Top of Source material

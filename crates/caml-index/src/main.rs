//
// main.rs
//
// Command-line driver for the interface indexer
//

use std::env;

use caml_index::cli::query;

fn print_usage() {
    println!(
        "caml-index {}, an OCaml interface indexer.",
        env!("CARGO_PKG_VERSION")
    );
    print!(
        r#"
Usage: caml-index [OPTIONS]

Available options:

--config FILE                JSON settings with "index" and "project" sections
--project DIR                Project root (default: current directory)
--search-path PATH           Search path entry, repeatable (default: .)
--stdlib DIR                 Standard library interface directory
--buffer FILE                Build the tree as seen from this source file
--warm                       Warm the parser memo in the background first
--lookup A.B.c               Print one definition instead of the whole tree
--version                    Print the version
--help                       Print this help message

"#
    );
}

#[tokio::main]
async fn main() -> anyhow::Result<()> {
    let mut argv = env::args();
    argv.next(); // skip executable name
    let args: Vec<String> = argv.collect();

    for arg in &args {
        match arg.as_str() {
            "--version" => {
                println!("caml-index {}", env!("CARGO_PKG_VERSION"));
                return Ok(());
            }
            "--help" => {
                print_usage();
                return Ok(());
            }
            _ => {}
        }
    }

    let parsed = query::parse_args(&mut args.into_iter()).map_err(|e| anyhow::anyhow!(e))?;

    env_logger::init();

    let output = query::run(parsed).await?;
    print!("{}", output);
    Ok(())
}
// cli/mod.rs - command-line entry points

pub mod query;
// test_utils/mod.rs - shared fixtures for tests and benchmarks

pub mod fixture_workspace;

Bottom of Source material

* _What the task requires_
When the word "println" appears in a line of the listing, copy that line.

* _Your response_
    println!(
                println!("caml-index {}", env!("CARGO_PKG_VERSION"));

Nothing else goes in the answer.